Indonesia’s 2024 election: a first-hand insight

Jakarta, IO – Indonesia recently concluded its day of election, on February 14, 2024. However, akin to a series of movies, each post-election period invariably raises potential doubts about the credibility of the electoral process, particularly from the aspect of losing candidates, and especially in cases where there may be inaccuracies in the counting mechanisms. The General Election Commission (KPU) has identified discrepancies in the vote count, as reported in Form C from 2,325 polling stations (TPS). While these discrepancies may seem minor among the approximately 800,000 TPS nationwide, they should prompt authorities to contemplate a revised counting mechanism, allowing a more transparent manner. 

Furthermore, elections in Indonesia even result in injury or loss of life – especially during the last two elections. The Ministry of Health (Kemenkes) has recorded that the number of KPPS personnel who have passed away has reached 114 cases, as of Tuesday 27 February 2024. While “lower” may seem inappropriate word to convey sorrow, this year’s death toll is lower than that of the previous election, which resulted in a tragic loss of 894 KPPS personnel. 

I feel incredibly lucky to have had the opportunity to participate firsthand in this year’s election. I was honored to serve as the head of the KPPS in my neighborhood. Furthermore, I am fortunate that my team is mostly made up of young professionals eager to gain experience in these challenging roles, representing diverse fields within the financial sector, including banking, insurance, mining, and entrepreneurship. Additionally, in terms of education, most of us are graduates of prestigious schools in Indonesia, such as UI, UGM, and ITB. 

However, I can confirm that being part of KPPS involves pressing tasks, especially considering that this year’s election was somewhat a hybrid one, with manual and digital processes intertwined. This allowed us to reflect on how the process unfolded in areas where human capacity is limited and technological support, such as the internet, may not be readily available. 

Ibrahim Kholilul Rohman
Ibrahim Kholilul Rohman, Head of KPPS 15, Parigi Village, Tangerang Selatan, Banten

Firstly, this election was physically demanding, which may provide insight into why there are often fatalities. The time required to complete the election calculations varied greatly. In the case of our TPS, our team began preparing at 5 a.m. and concluded at 2 a.m. the following day. We worked continuously for 21 hours, with only brief breaks for meals and prayers. While this was already strenuous, we were among the 11th TPS out of 57 to finish when we returned the ballot box to the village-level election center. Some TPS finished as late as 12 p.m. the following day, meaning they worked for at least 30 hours under constant pressure. 

The election process, particularly concerning legislative elections, is notably intricate. It involves tasks such as calculating votes for 18 parties on 22 large plano-pages, transcribing results onto smaller A4 pages (C paper), duplicating them for party witnesses and supervisors, and manually affixing signatures to each single page of plano and A4, including both the original and the copies. 

To illustrate, in the case of legislative elections, each member of the team is required to sign around 100 times – assuming there are 10 witnesses representing parties and the supervisor.
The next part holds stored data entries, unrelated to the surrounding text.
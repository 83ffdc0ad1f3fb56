//! 类型层错误定义

use thiserror::Error;

/// 类型层错误
#[derive(Error, Debug, Clone, PartialEq)]
pub enum TypesError {
    /// 关节名称重复（名称 → 索引必须是双射）
    #[error("Duplicate joint name: {0}")]
    DuplicateJointName(String),

    /// 缓冲区形状不匹配
    #[error("Shape mismatch: expected {expected_rows}x{expected_cols}, got {rows}x{cols}")]
    ShapeMismatch {
        expected_rows: usize,
        expected_cols: usize,
        rows: usize,
        cols: usize,
    },

    /// 设备描述无法解析
    #[error("Invalid device '{0}': expected \"cpu\", \"cuda\" or \"cuda:<ordinal>\"")]
    InvalidDevice(String),
}
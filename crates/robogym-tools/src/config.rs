//! # 任务配置
//!
//! 多机器人任务的 TOML 配置。所有字段都有默认值，配置文件只需写出需要覆盖的项：
//!
//! ```toml
//! num_envs = 16
//! integration_dt = 0.01
//! robot_names = ["centauro", "aliengo"]
//! fix_base = [false, true]
//! default_jnt_stiffness = 200.0
//!
//! [contact.prims]
//! centauro = ["contact_1", "contact_2"]
//! ```

use std::fs;
use std::path::Path;

use robogym_types::{Device, Diagnostic, DiagnosticSink};
use serde::{Deserialize, Serialize};
use tracing::debug;

use crate::ConfigError;
use crate::contact::ContactSensorConfig;

/// 任务配置
#[derive(Debug, Clone, PartialEq, Serialize, Deserialize)]
#[serde(default)]
pub struct TaskConfig {
    /// 任务名称
    pub name: String,

    /// 并行环境数量（每种机器人的副本数）
    pub num_envs: usize,

    /// 仿真积分步长（s）
    pub integration_dt: f64,

    /// 设备（"cpu"、"cuda"、"cuda:N"）
    pub device: String,

    /// 机器人种类名称（可自定义）
    pub robot_names: Vec<String>,

    /// 用于查找描述文件的包名，缺省时与 `robot_names` 相同
    pub robot_pkg_names: Option<Vec<String>>,

    pub fix_base: Option<Vec<bool>>,
    pub self_collide: Option<Vec<bool>>,
    pub merge_fixed: Option<Vec<bool>>,

    /// 同一环境内多种机器人出生圆周的半径（m）
    pub spawning_radius: f64,

    pub env_spacing: f64,

    pub default_jnt_stiffness: f64,
    pub default_jnt_damping: f64,
    pub default_wheel_stiffness: f64,
    pub default_wheel_damping: f64,

    /// 关闭原生 PD，只下发力矩
    pub override_art_controller: bool,

    /// 状态数值微分步长；缺省时直接读取仿真器速度
    pub state_differentiation_dt: Option<f64>,

    /// homing 使用的 group_state 名称
    pub homing_group: String,

    /// 轮关节名称匹配模式（子串）
    pub wheel_pattern: String,

    /// 参考滤波器带宽（Hz）
    pub filter_bandwidth: f64,

    /// 参考滤波器步长；缺省时不创建滤波器
    pub filter_dt: Option<f64>,

    /// 求解器位置迭代次数倍率（必须 > 0）
    pub pos_iter_increase_factor: i64,

    /// 求解器速度迭代次数倍率（必须 > 0）
    pub vel_iter_increase_factor: i64,

    /// 接触传感器选项
    pub contact: ContactSensorConfig,
}

impl Default for TaskConfig {
    fn default() -> Self {
        Self {
            name: "robogym_task".to_string(),
            num_envs: 1,
            integration_dt: 0.01,
            device: "cuda".to_string(),
            robot_names: Vec::new(),
            robot_pkg_names: None,
            fix_base: None,
            self_collide: None,
            merge_fixed: None,
            spawning_radius: 1.0,
            env_spacing: 5.0,
            default_jnt_stiffness: 300.0,
            default_jnt_damping: 20.0,
            default_wheel_stiffness: 0.0,
            default_wheel_damping: 10.0,
            override_art_controller: false,
            state_differentiation_dt: None,
            homing_group: "home".to_string(),
            wheel_pattern: "wheel".to_string(),
            filter_bandwidth: 50.0,
            filter_dt: None,
            pos_iter_increase_factor: 1,
            vel_iter_increase_factor: 1,
            contact: ContactSensorConfig::default(),
        }
    }
}

/// 已解析的单个机器人选项
#[derive(Debug, Clone, PartialEq, Eq)]
pub struct RobotOptions {
    pub name: String,
    pub pkg_name: String,
    pub fix_base: bool,
    pub self_collide: bool,
    pub merge_fixed: bool,
}

/// 求解器迭代次数倍率
#[derive(Debug, Clone, Copy, PartialEq, Eq)]
pub struct IterationFactors {
    pub position: u32,
    pub velocity: u32,
}

impl Default for IterationFactors {
    fn default() -> Self {
        Self {
            position: 1,
            velocity: 1,
        }
    }
}

impl IterationFactors {
    /// 按倍率放大仿真器报告的位置迭代次数
    pub fn scale_position(&self, count: u32) -> u32 {
        count.saturating_mul(self.position)
    }

    /// 按倍率放大仿真器报告的速度迭代次数
    pub fn scale_velocity(&self, count: u32) -> u32 {
        count.saturating_mul(self.velocity)
    }
}

impl TaskConfig {
    /// 以机器人名称列表创建默认配置
    pub fn with_robots<I, S>(robot_names: I) -> Self
    where
        I: IntoIterator<Item = S>,
        S: Into<String>,
    {
        Self {
            robot_names: robot_names.into_iter().map(Into::into).collect(),
            ..Self::default()
        }
    }

    /// 从 TOML 字符串解析（不做校验）
    pub fn from_toml_str(content: &str) -> Result<Self, ConfigError> {
        Ok(toml::from_str(content)?)
    }

    /// 从文件加载并校验
    pub fn load_from_file<P: AsRef<Path>>(path: P) -> Result<Self, ConfigError> {
        let path = path.as_ref();
        let content = fs::read_to_string(path).map_err(|source| ConfigError::Io {
            path: path.to_path_buf(),
            source,
        })?;
        let config = Self::from_toml_str(&content)?;
        config.validate()?;
        debug!(
            "Loaded task config '{}' from {}",
            config.name,
            path.display()
        );
        Ok(config)
    }

    /// 序列化为 TOML 字符串
    pub fn to_toml_string(&self) -> Result<String, ConfigError> {
        toml::to_string(self).map_err(|e| ConfigError::invalid("config", e.to_string()))
    }

    /// 校验配置
    ///
    /// 每机器人选项列表长度不一致、数值非法、设备字符串无法解析都是致命错误。
    pub fn validate(&self) -> Result<(), ConfigError> {
        if self.num_envs == 0 {
            return Err(ConfigError::invalid("num_envs", "must be > 0"));
        }
        check_positive("integration_dt", self.integration_dt)?;
        self.device()?;

        let expected = self.robot_names.len();
        for (i, name) in self.robot_names.iter().enumerate() {
            if name.is_empty() {
                return Err(ConfigError::invalid("robot_names", "empty robot name"));
            }
            if self.robot_names[..i].contains(name) {
                return Err(ConfigError::invalid(
                    "robot_names",
                    format!("duplicate robot name '{}'", name),
                ));
            }
        }
        check_len("robot_pkg_names", self.robot_pkg_names.as_deref(), expected)?;
        check_len("fix_base", self.fix_base.as_deref(), expected)?;
        check_len("self_collide", self.self_collide.as_deref(), expected)?;
        check_len("merge_fixed", self.merge_fixed.as_deref(), expected)?;

        check_non_negative("spawning_radius", self.spawning_radius)?;
        check_non_negative("env_spacing", self.env_spacing)?;
        check_non_negative("default_jnt_stiffness", self.default_jnt_stiffness)?;
        check_non_negative("default_jnt_damping", self.default_jnt_damping)?;
        check_non_negative("default_wheel_stiffness", self.default_wheel_stiffness)?;
        check_non_negative("default_wheel_damping", self.default_wheel_damping)?;

        if let Some(dt) = self.state_differentiation_dt {
            check_positive("state_differentiation_dt", dt)?;
        }
        if let Some(dt) = self.filter_dt {
            check_positive("filter_dt", dt)?;
            check_positive("filter_bandwidth", self.filter_bandwidth)?;
        }
        if self.homing_group.is_empty() {
            return Err(ConfigError::invalid("homing_group", "must not be empty"));
        }

        Ok(())
    }

    /// 解析设备字符串
    pub fn device(&self) -> Result<Device, ConfigError> {
        self.device
            .parse()
            .map_err(|e: robogym_types::TypesError| ConfigError::invalid("device", e.to_string()))
    }

    /// 机器人种类数量
    pub fn robot_count(&self) -> usize {
        self.robot_names.len()
    }

    /// 每个机器人的选项（缺省的列表按默认值展开）
    pub fn robot_options(&self) -> Result<Vec<RobotOptions>, ConfigError> {
        self.validate()?;
        Ok(self
            .robot_names
            .iter()
            .enumerate()
            .map(|(i, name)| RobotOptions {
                name: name.clone(),
                pkg_name: self
                    .robot_pkg_names
                    .as_ref()
                    .map_or_else(|| name.clone(), |pkgs| pkgs[i].clone()),
                fix_base: self.fix_base.as_ref().is_some_and(|v| v[i]),
                self_collide: self.self_collide.as_ref().is_some_and(|v| v[i]),
                merge_fixed: self.merge_fixed.as_ref().is_some_and(|v| v[i]),
            })
            .collect())
    }

    /// 解析求解器迭代倍率
    ///
    /// 倍率必须 > 0，否则回退为 1 并报告 `DefaultApplied`。
    pub fn resolve_iteration_factors(&self, sink: &dyn DiagnosticSink) -> IterationFactors {
        IterationFactors {
            position: resolve_factor(
                "pos_iter_increase_factor",
                self.pos_iter_increase_factor,
                sink,
            ),
            velocity: resolve_factor(
                "vel_iter_increase_factor",
                self.vel_iter_increase_factor,
                sink,
            ),
        }
    }
}

fn resolve_factor(option: &'static str, value: i64, sink: &dyn DiagnosticSink) -> u32 {
    match u32::try_from(value) {
        Ok(v) if v > 0 => v,
        _ => {
            sink.report(
                "task_config",
                Diagnostic::DefaultApplied {
                    scope: "task".to_string(),
                    option: option.to_string(),
                    detail: format!("provided value {} should be > 0, resetting it to 1", value),
                },
            );
            1
        },
    }
}

fn check_len<T>(option: &'static str, list: Option<&[T]>, expected: usize) -> Result<(), ConfigError> {
    match list {
        Some(list) if list.len() != expected => Err(ConfigError::LengthMismatch {
            option,
            expected,
            got: list.len(),
        }),
        _ => Ok(()),
    }
}

fn check_positive(option: &'static str, value: f64) -> Result<(), ConfigError> {
    if value.is_finite() && value > 0.0 {
        Ok(())
    } else {
        Err(ConfigError::invalid(option, format!("{} must be finite and > 0", value)))
    }
}

fn check_non_negative(option: &'static str, value: f64) -> Result<(), ConfigError> {
    if value.is_finite() && value >= 0.0 {
        Ok(())
    } else {
        Err(ConfigError::invalid(option, format!("{} must be finite and >= 0", value)))
    }
}
//! 信号类型

use std::fmt;

/// 控制器缓冲区所承载的信号
#[derive(Debug, Clone, Copy, PartialEq, Eq, Hash)]
pub enum SignalKind {
    PositionRef,
    VelocityRef,
    EffortRef,
    Position,
    Velocity,
    Effort,
    PositionGain,
    VelocityGain,
}

impl SignalKind {
    pub const ALL: [SignalKind; 8] = [
        SignalKind::PositionRef,
        SignalKind::VelocityRef,
        SignalKind::EffortRef,
        SignalKind::Position,
        SignalKind::Velocity,
        SignalKind::Effort,
        SignalKind::PositionGain,
        SignalKind::VelocityGain,
    ];

    /// 诊断输出中使用的名称
    pub fn name(&self) -> &'static str {
        match self {
            SignalKind::PositionRef => "pos_ref",
            SignalKind::VelocityRef => "vel_ref",
            SignalKind::EffortRef => "eff_ref",
            SignalKind::Position => "pos",
            SignalKind::Velocity => "vel",
            SignalKind::Effort => "eff",
            SignalKind::PositionGain => "pos_gains",
            SignalKind::VelocityGain => "vel_gains",
        }
    }

    pub fn is_reference(&self) -> bool {
        matches!(
            self,
            SignalKind::PositionRef | SignalKind::VelocityRef | SignalKind::EffortRef
        )
    }

    pub fn is_measurement(&self) -> bool {
        matches!(
            self,
            SignalKind::Position | SignalKind::Velocity | SignalKind::Effort
        )
    }

    pub fn is_gain(&self) -> bool {
        matches!(self, SignalKind::PositionGain | SignalKind::VelocityGain)
    }
}

impl fmt::Display for SignalKind {
    fn fmt(&self, f: &mut fmt::Formatter<'_>) -> fmt::Result {
        f.write_str(self.name())
    }
}
#[test]
fn test_add_robot_from_file() {
    let mut file = tempfile::NamedTempFile::new().unwrap();
    file.write_all(SRDF.as_bytes()).unwrap();

    let mut runtime = TaskRuntime::new(cpu_config(&["centauro"]), tracing_sink()).unwrap();
    runtime
        .add_robot_from_file("centauro", mock_articulation(), file.path())
        .unwrap();
    assert!(runtime.is_complete());

    let missing = file.path().with_extension("srdf.missing");
    let mut runtime = TaskRuntime::new(cpu_config(&["centauro"]), tracing_sink()).unwrap();
    assert!(matches!(
        runtime.add_robot_from_file("centauro", mock_articulation(), &missing),
        Err(RuntimeError::Homing(HomingError::Io { .. }))
    ));
}

#[test]
fn test_reset_tick_then_differentiated_velocity() {
    let dt = 0.01;
    let mut config = cpu_config(&["centauro"]);
    config.state_differentiation_dt = Some(dt);
    let mut runtime = TaskRuntime::new(config, tracing_sink()).unwrap();
    let m = mock_articulation();
    runtime.add_robot("centauro", m.clone(), SRDF).unwrap();

    // reset 周期：状态跳变，速度必须为零
    m.drive_joint_positions(batch(2, 3, &[0.5, 0.5, 0.5, -0.5, -0.5, -0.5]));
    runtime.reset().unwrap();
    let controller = runtime.controller("centauro").unwrap();
    assert!(controller.vel().is_all_zero());
    assert_eq!(controller.pos().row_to_vec(0), vec![0.5, 0.5, 0.5]);

    // 下一个周期：x_{t−1} 为 reset 周期的状态
    m.drive_joint_positions(batch(2, 3, &[0.51, 0.5, 0.48, -0.5, -0.5, -0.5]));
    runtime.refresh_states(false).unwrap();
    let controller = runtime.controller("centauro").unwrap();
    assert_relative_eq!(controller.vel()[(0, 0)], 1.0, epsilon = 1e-9);
    assert_relative_eq!(controller.vel()[(0, 2)], -2.0, epsilon = 1e-9);
    assert_relative_eq!(controller.vel()[(1, 0)], 0.0, epsilon = 1e-9);
}
#[cfg(test)]
mod tests {
    use super::*;
    use approx::assert_relative_eq;
    use robogym_articulation::{MockArticulation, MockCommand};
    use robogym_types::MemorySink;
    use std::sync::Arc;

    struct Fixture {
        mock: Arc<MockArticulation>,
        sink: Arc<MemorySink>,
        controller: ImpedanceController,
    }

    fn fixture(config: ImpedanceConfig) -> Fixture {
        let mock = Arc::new(MockArticulation::new(2, &["hip", "knee", "wheel"]));
        let sink = Arc::new(MemorySink::new());
        let controller = ImpedanceController::new(mock.clone(), config, sink.clone()).unwrap();
        Fixture {
            mock,
            sink,
            controller,
        }
    }

    fn batch(rows: usize, cols: usize, values: &[f64]) -> Batch {
        Batch::from_row_slice(rows, cols, values, Device::Cpu).unwrap()
    }

    fn kinds(commands: &[MockCommand]) -> Vec<&'static str> {
        commands.iter().map(MockCommand::kind).collect()
    }

    #[test]
    fn test_new_requires_initialized_articulation() {
        let mock = Arc::new(MockArticulation::new(2, &["hip"]));
        mock.set_initialized(false);
        let err = ImpedanceController::new(
            mock,
            ImpedanceConfig::default(),
            Arc::new(MemorySink::new()),
        )
        .unwrap_err();
        assert_eq!(err, ControlError::ArticulationNotInitialized);
        assert!(err.is_fatal());
    }

    #[test]
    fn test_new_rejects_duplicate_joint_names() {
        let mock = Arc::new(MockArticulation::new(1, &["hip", "hip"]));
        let err = ImpedanceController::new(
            mock,
            ImpedanceConfig::default(),
            Arc::new(MemorySink::new()),
        )
        .unwrap_err();
        assert!(matches!(err, ControlError::Types(_)));
    }

    #[test]
    fn test_default_buffers() {
        let f = fixture(ImpedanceConfig::default());
        let c = &f.controller;
        assert_eq!(c.phase(), ControllerPhase::Uninitialized);
        assert_eq!(c.pos_gains(), &Batch::full(2, 3, 300.0, Device::Cpu));
        assert_eq!(c.vel_gains(), &Batch::full(2, 3, 30.0, Device::Cpu));
        assert!(c.pos_ref().is_all_zero());
        assert!(c.imp_eff().is_all_zero());
        assert!(!c.filter_available());
        // 未初始化时不下发任何指令
        assert!(f.mock.commands().is_empty());
    }

    #[test]
    fn test_selector_scoped_gain_update() {
        let mut f = fixture(ImpedanceConfig::default());
        let report = f
            .controller
            .set_gains(
                Some(&batch(1, 2, &[5.0, 7.0])),
                None,
                Some(&[1]),
                Some(&[0, 2]),
            )
            .unwrap();
        assert!(report.all_ok());

        let g = f.controller.pos_gains();
        assert_eq!(g.row_to_vec(0), vec![300.0, 300.0, 300.0]);
        assert_eq!(g.row_to_vec(1), vec![5.0, 300.0, 7.0]);

        // 非覆盖模式下立即下发 kps
        let commands = f.mock.take_commands();
        assert_eq!(
            commands,
            vec![MockCommand::Gains {
                kps: Some(g.clone()),
                kds: None
            }]
        );
    }

    #[test]
    fn test_out_of_bounds_joint_index_leaves_buffers_untouched() {
        let mut f = fixture(ImpedanceConfig::default());
        let before = f.controller.pos_gains().clone();
        let report = f
            .controller
            .set_gains(Some(&batch(2, 1, &[1.0, 2.0])), None, None, Some(&[5]))
            .unwrap();
        assert!(!report.pos_gains);
        assert!(report.vel_gains);
        assert_eq!(f.controller.pos_gains(), &before);
        assert!(f.mock.commands().is_empty());

        let kinds: Vec<_> = f.sink.take().iter().map(|(_, d)| d.kind()).collect();
        assert_eq!(kinds, vec!["invalid_indices", "signal_rejected"]);
    }

    #[test]
    fn test_shape_and_device_mismatch() {
        let mut f = fixture(ImpedanceConfig::default());
        let report = f
            .controller
            .set_refs(
                Some(&Batch::zeros(2, 2, Device::Cpu)),
                Some(&Batch::full(2, 3, 1.0, Device::Cuda(0))),
                Some(&Batch::full(2, 3, 0.5, Device::Cpu)),
                None,
                None,
            )
            .unwrap();
        assert_eq!(
            report,
            RefUpdateReport {
                eff_ref: false,
                pos_ref: false,
                vel_ref: true
            }
        );
        assert!(f.controller.eff_ref().is_all_zero());
        assert!(f.controller.pos_ref().is_all_zero());
        assert_eq!(f.controller.vel_ref()[(1, 2)], 0.5);

        let events = f.sink.take();
        assert_eq!(events.len(), 2);
        assert_eq!(
            events[1].1,
            Diagnostic::SignalMismatch {
                signal: SignalKind::PositionRef,
                expected_rows: 2,
                expected_cols: 3,
                expected_device: Device::Cpu,
                rows: 2,
                cols: 3,
                device: Device::Cuda(0),
            }
        );
    }

    #[test]
    fn test_unsupplied_fields_report_true() {
        let mut f = fixture(ImpedanceConfig::default());
        let report = f
            .controller
            .update_state(None, None, None, None, None)
            .unwrap();
        assert!(report.all_ok());
    }

    #[test]
    fn test_apply_cmds_native_mode_order() {
        let mut f = fixture(ImpedanceConfig::default());
        f.controller.apply_cmds(false).unwrap();
        assert_eq!(f.controller.phase(), ControllerPhase::Ready);

        assert_eq!(
            kinds(&f.mock.take_commands()),
            vec![
                // 惰性初始化
                "gains",
                "efforts",
                "position_targets",
                "velocity_targets",
                // 指令
                "synchronize",
                "efforts",
                "position_targets",
                "velocity_targets",
            ]
        );

        f.controller.apply_cmds(false).unwrap();
        assert_eq!(
            kinds(&f.mock.take_commands()),
            vec!["synchronize", "efforts", "position_targets", "velocity_targets"]
        );
    }

    #[test]
    fn test_apply_cmds_override_mode_sends_only_effort() {
        let mut f = fixture(ImpedanceConfig::default().with_override(true));
        f.controller
            .set_refs(None, Some(&Batch::full(2, 3, 0.1, Device::Cpu)), None, None, None)
            .unwrap();
        f.controller.apply_cmds(false).unwrap();

        let commands = f.mock.take_commands();
        assert_eq!(
            kinds(&commands),
            vec!["gains", "efforts", "synchronize", "efforts"]
        );
        // 原生增益被置零
        let (kps, kds) = f.mock.gains();
        assert!(kps.is_all_zero());
        assert!(kds.is_all_zero());
        // 下发的力矩为 imp_eff = 300 * 0.1
        match commands.last() {
            Some(MockCommand::Efforts(eff)) => {
                assert_relative_eq!(eff[(0, 0)], 30.0, epsilon = 1e-12);
                assert_eq!(eff, f.controller.imp_eff());
            },
            other => panic!("unexpected command: {:?}", other),
        }
    }

    #[test]
    fn test_override_mode_never_pushes_gains() {
        let mut f = fixture(ImpedanceConfig::default().with_override(true));
        let report = f
            .controller
            .set_gains(
                Some(&Batch::full(2, 3, 10.0, Device::Cpu)),
                Some(&Batch::full(2, 3, 1.0, Device::Cpu)),
                None,
                None,
            )
            .unwrap();
        assert!(report.all_ok());
        assert!(f.mock.commands().is_empty());
        assert_eq!(f.controller.pos_gains()[(0, 0)], 10.0);
    }

    #[test]
    fn test_effort_law_in_native_mode_is_still_recorded() {
        let mut f = fixture(ImpedanceConfig::default().with_gains(2.0, 0.5));
        f.controller
            .update_state(
                Some(&Batch::full(2, 3, 1.0, Device::Cpu)),
                Some(&Batch::full(2, 3, 2.0, Device::Cpu)),
                None,
                None,
                None,
            )
            .unwrap();
        f.controller
            .set_refs(
                Some(&Batch::full(2, 3, 0.25, Device::Cpu)),
                Some(&Batch::full(2, 3, 1.5, Device::Cpu)),
                Some(&Batch::full(2, 3, 1.0, Device::Cpu)),
                None,
                None,
            )
            .unwrap();
        f.controller.apply_cmds(false).unwrap();

        // 0.25 + 2·(1.5 − 1) + 0.5·(1 − 2) = 0.75
        assert_relative_eq!(f.controller.pos_err()[(1, 1)], 0.5);
        assert_relative_eq!(f.controller.vel_err()[(1, 1)], -1.0);
        assert_relative_eq!(f.controller.imp_eff()[(1, 1)], 0.75);
    }

    #[test]
    fn test_init_on_creation() {
        let f = fixture(ImpedanceConfig::default().with_init_on_creation(true));
        assert_eq!(f.controller.phase(), ControllerPhase::RefsSet);
        assert_eq!(
            kinds(&f.mock.commands()),
            vec!["gains", "efforts", "position_targets", "velocity_targets"]
        );
    }

    #[test]
    fn test_state_machine_transitions() {
        let mut f = fixture(ImpedanceConfig::default());
        let err = f.controller.initialize_refs().unwrap_err();
        assert_eq!(
            err,
            ControlError::InvalidTransition {
                from: ControllerPhase::Uninitialized,
                to: ControllerPhase::RefsSet
            }
        );

        f.controller.initialize_gains().unwrap();
        assert_eq!(f.controller.phase(), ControllerPhase::GainsSet);
        // 重复调用为空操作
        f.controller.initialize_gains().unwrap();
        assert_eq!(kinds(&f.mock.take_commands()), vec!["gains"]);

        f.controller.initialize_refs().unwrap();
        assert_eq!(f.controller.phase(), ControllerPhase::RefsSet);
        f.controller.apply_cmds(false).unwrap();
        assert!(f.controller.phase().is_ready());

        f.controller.reset().unwrap();
        assert_eq!(f.controller.phase(), ControllerPhase::Uninitialized);
    }

    #[test]
    fn test_reset_is_idempotent() {
        let mut f = fixture(ImpedanceConfig::default().with_filter(0.01, 5.0));
        f.controller
            .set_gains(Some(&Batch::full(2, 3, 1.0, Device::Cpu)), None, None, None)
            .unwrap();
        f.controller
            .set_refs(None, Some(&Batch::full(2, 3, 1.0, Device::Cpu)), None, None, None)
            .unwrap();
        f.controller.apply_cmds(true).unwrap();

        f.controller.reset().unwrap();
        let once = (
            f.controller.pos_gains().clone(),
            f.controller.pos_ref().clone(),
            f.controller.imp_eff().clone(),
            f.controller.phase(),
        );
        f.controller.reset().unwrap();
        let twice = (
            f.controller.pos_gains().clone(),
            f.controller.pos_ref().clone(),
            f.controller.imp_eff().clone(),
            f.controller.phase(),
        );
        assert_eq!(once, twice);
        assert_eq!(once.0, Batch::full(2, 3, 300.0, Device::Cpu));
    }

    #[test]
    fn test_filtered_references() {
        let dt = 0.01;
        let bw = 5.0;
        let mut f = fixture(ImpedanceConfig::default().with_filter(dt, bw));
        assert!(f.controller.filter_available());

        let step = Batch::full(2, 3, 1.0, Device::Cpu);
        f.controller
            .set_refs(None, Some(&step), None, None, None)
            .unwrap();
        f.controller.apply_cmds(true).unwrap();

        let reference = FirstOrderFilter::new(dt, bw, 1, 1, Device::Cpu).unwrap();
        let (_, c2) = reference.coefficients();
        match f.mock.commands().iter().rev().nth(1) {
            Some(MockCommand::PositionTargets(targets)) => {
                assert_relative_eq!(targets[(0, 0)], c2, epsilon = 1e-12);
            },
            other => panic!("unexpected command: {:?}", other),
        }
        // 参考缓冲区本身不被滤波修改
        assert_eq!(f.controller.pos_ref(), &step);
    }

    #[test]
    fn test_filter_requested_without_filter() {
        let mut f = fixture(ImpedanceConfig::default());
        f.controller.apply_cmds(true).unwrap();
        let events = f.sink.take();
        assert_eq!(events[0].1, Diagnostic::FilterUnavailable);
    }

    #[test]
    fn test_operations_fail_when_articulation_deinitialized() {
        let mut f = fixture(ImpedanceConfig::default());
        f.mock.set_initialized(false);
        assert_eq!(
            f.controller.apply_cmds(false),
            Err(ControlError::ArticulationNotInitialized)
        );
        assert!(f.controller.update_state(None, None, None, None, None).is_err());
        assert!(f.controller.reset().is_err());
    }

    #[test]
    fn test_articulation_failure_propagates() {
        let mut f = fixture(ImpedanceConfig::default());
        f.controller.apply_cmds(false).unwrap();
        f.mock.fail_next_command("device lost");
        let err = f.controller.apply_cmds(false).unwrap_err();
        assert!(matches!(err, ControlError::Articulation(_)));
    }

    #[test]
    fn test_joint_matching() {
        let f = fixture(ImpedanceConfig::default());
        assert_eq!(f.controller.get_jnt_names_matching("wheel"), vec!["wheel"]);
        assert_eq!(f.controller.get_jnt_indices_matching("e"), vec![1, 2]);
        assert!(f.controller.get_jnt_indices_matching("arm").is_empty());
    }

    #[test]
    fn test_signal_accessor_matches_named_accessors() {
        let f = fixture(ImpedanceConfig::default());
        assert_eq!(
            f.controller.signal(SignalKind::PositionGain),
            f.controller.pos_gains()
        );
        assert_eq!(
            f.controller.signal(SignalKind::VelocityGain),
            f.controller.vel_gains()
        );
    }
}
This entire process is then replicated for provincial and district-level legislative elections. Thus, for three legislative elections, each member of the team might manually sign off at least 300 times. This excludes paperwork for the president and DPD, which are simpler in comparison. 

Misinterpretation poses another challenge, especially when considering the large number of parties and candidates involved in the election. The narrow design of the candidate box on the ballot paper can sometimes make it difficult to accurately determine votes. When a vote is inadvertently placed precisely on the line between two candidates, validating it can become a time-consuming task – as a millimeter difference up or down could potentially alter the outcome. 

As the night progresses, the process demands more heightened concentration. After 15-18 hours, fatigue sets in, increasing the likelihood of errors. Despite the presence of witnesses and supervisors, fatigue can lead to oversight, especially when attempting to precisely locate the hole in the nearly half-meter-wide ballot paper. 

Furthermore, these manual processes are scanned by the National Election Committee (KPU) through their application called “Sirekap”. However, this process may not always proceed smoothly. Handwriting standards vary, and the application may not accurately recognize different types of handwritten numbers, resulting in discrepancies. Adding to the complexities, in our case, Sirekap was practically non-functional until Maghrib time on election day, causing delays in reporting the already-completed presidential ballots. This occurred despite being in the Jakarta area, where internet connection has generally been superb. 

Ironically, on the following day, February 15th, after a night of malfunctioning, we received notification from the KPU that our form submitted for the district legislative election (DPRD 1 and 2) was rejected by Sirekap, on account of issues with picture clarity. Sirekap does not permit the use of stored gallery photos; instead, it requires photos to be taken directly on that half-meter plano paper. Since all ballot boxes had already been sealed and submitted to the village-level election committee, we were not able to rectify the error. This might have become a source of delay in reporting if the same phenomenon were to occur at the aggregate level. 

Given the aforementioned challenges, the short-term solution for future elections should emphasize IT preparedness, to ensure it facilitates the election process, rather than hindering it. Stress testing may need to be implemented to ensure the system remains operational when 800,000 TPS access it simultaneously.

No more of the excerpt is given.